Devs To Devs: How To Avoid Common Developers’ Mistakes On GitHub
The digital age is an age of opportunity. But along with opportunities come risks and problems. Developing modern #software is a complex task that requires attention to detail and a wide knowledge of many aspects of programming. But even experienced programmers can make mistakes that can lead to a host of problems, such as bugs, performance issues, or #security vulnerabilities. Let’s take a look at some of the most common mistakes developers make when working with #GitHub. Whether you’re a novice programmer taking your first steps or a seasoned expert looking to improve your skills, this article should help you avoid common pitfalls when working with the popular version control system. With this knowledge, we should create better solutions that are reliable, efficient, and secure.
In recent years, GitHub has become an essential tool for developers to collaborate and manage source code. However, using this tool can also lead to some common developer mistakes that can have a significant impact on the development process. One of the most frequent problems is simply the improper use of version control. And this can lead to loss of code and, most importantly, to the waste of our most precious resource: time.
An example of a mistake is not regularly making changes
Popular developers’ mistakes
None of us is infallible. However, the most common reason for developers’ mistakes is a lack of knowledge. Increasing awareness and proper education allow us to minimize risks and create better solutions. So let’s check out some common slip-ups that happen even to experienced programmers.

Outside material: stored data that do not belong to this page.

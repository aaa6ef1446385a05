use super::{PluginFactory, PluginInit};
use crate::db::Session;
use crate::hoard::Hoard;
use hoard_common::{Dynamic, Result};
use tracing::{info, instrument};

/// Register `P`'s service, migrate it if it is behind, then initialize `P`
///
/// `parameters` carries answers to a form returned by an earlier
/// [`PluginInit::NeedsInput`]. The caller commits `session` afterwards.
#[instrument(skip_all, fields(plugin = P::NAME))]
pub async fn load_plugin<P: PluginFactory>(
    hoard: &Hoard,
    session: &mut Session,
    parameters: Option<Dynamic>,
) -> Result<PluginInit<P>> {
    let mut core = hoard.plugin_core(session, P::NAME).await?;

    let stored = core.source().version;
    if stored < P::VERSION {
        info!(from = stored, to = P::VERSION, "Updating plugin data");
        P::update(&mut core, session).await?;
        core.set_version(session, P::VERSION).await?;
    }

    let init = P::init(core, session, parameters).await?;
    if let PluginInit::NeedsInput(ref form) = init {
        info!(missing = form.fields.len(), "Plugin needs more configuration");
    }

    Ok(init)
}
//! `file` table

use crate::models::File;
use hoard_common::{HoardError, Result};
use sqlx::SqliteConnection;

const COLUMNS: &str = "id, remote_id, remote_order, hash, mime, ext, file_present, thumb_present";

/// Insert `file` and write the assigned id back into it
pub async fn insert(conn: &mut SqliteConnection, file: &mut File) -> Result<i64> {
    let id = sqlx::query_scalar::<_, i64>(
        r#"
        INSERT INTO file (remote_id, remote_order, hash, mime, ext, file_present, thumb_present)
        VALUES (?1, ?2, ?3, ?4, ?5, ?6, ?7)
        RETURNING id
        "#,
    )
    .bind(file.remote_id)
    .bind(file.remote_order)
    .bind(&file.hash)
    .bind(&file.mime)
    .bind(&file.ext)
    .bind(file.file_present)
    .bind(file.thumb_present)
    .fetch_one(conn)
    .await?;

    file.id = Some(id);
    Ok(id)
}

/// Persist every column of an already inserted file
pub async fn update(conn: &mut SqliteConnection, file: &File) -> Result<()> {
    let id = file.id.ok_or(HoardError::UnassignedId)?;

    sqlx::query(
        r#"
        UPDATE file
        SET remote_id = ?1, remote_order = ?2, hash = ?3, mime = ?4, ext = ?5,
            file_present = ?6, thumb_present = ?7
        WHERE id = ?8
        "#,
    )
    .bind(file.remote_id)
    .bind(file.remote_order)
    .bind(&file.hash)
    .bind(&file.mime)
    .bind(&file.ext)
    .bind(file.file_present)
    .bind(file.thumb_present)
    .bind(id)
    .execute(conn)
    .await?;

    Ok(())
}

pub async fn get(conn: &mut SqliteConnection, id: i64) -> Result<Option<File>> {
    let file = sqlx::query_as::<_, File>(&format!("SELECT {COLUMNS} FROM file WHERE id = ?1"))
        .bind(id)
        .fetch_optional(conn)
        .await?;

    Ok(file)
}

/// Files attached to a post, in post order
pub async fn for_post(conn: &mut SqliteConnection, remote_id: i64) -> Result<Vec<File>> {
    let files = sqlx::query_as::<_, File>(&format!(
        "SELECT {COLUMNS} FROM file WHERE remote_id = ?1 ORDER BY remote_order, id"
    ))
    .bind(remote_id)
    .fetch_all(conn)
    .await?;

    Ok(files)
}

pub async fn get_for_post_order(
    conn: &mut SqliteConnection,
    remote_id: i64,
    order: i64,
) -> Result<Option<File>> {
    let file = sqlx::query_as::<_, File>(&format!(
        "SELECT {COLUMNS} FROM file WHERE remote_id = ?1 AND remote_order = ?2 ORDER BY id LIMIT 1"
    ))
    .bind(remote_id)
    .bind(order)
    .fetch_optional(conn)
    .await?;

    Ok(file)
}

The risk may be associated with deleting branches, especially if they contain important code changes. Removal of a branch permanently erases all associated code, commits, and history, which in most cases cannot be restored. It’s important to carefully review the code changes and consider the potential risks before deleting any branches on GitHub. In addition, it’s a good practice to regularly back up code changes and ensure that important changes are properly merged into the main codebase.
Deleting the repository – on purpose or by mistake – could result in the permanent loss of this information if the repository was not properly backed up or archived. I don’t need to say that this can be quite dangerous to a project or organization. Additionally, if the repository contained any sensitive information, such as passwords or access keys, deleting it without properly securing or disposing of that information can put us or our organizations at risk of security breaches and data leaks. It is super important to carefully consider the potential consequences before deleting any old GitHub repositories.
On the one hand, this point seems like a minor problem. After all, we have an external repository; we can create another local copy at any time and continue working. Apparently, yes, but even in this situation, we will lose some time (depending on the size and complexity of the project) to start the environment again. However, this is only a minor inconvenience.
A much greater risk, on the other hand, is when, for example, we create some PoC from scratch, checking certain things before we share or show our work to others. It may then happen that our local copy is the only existing version.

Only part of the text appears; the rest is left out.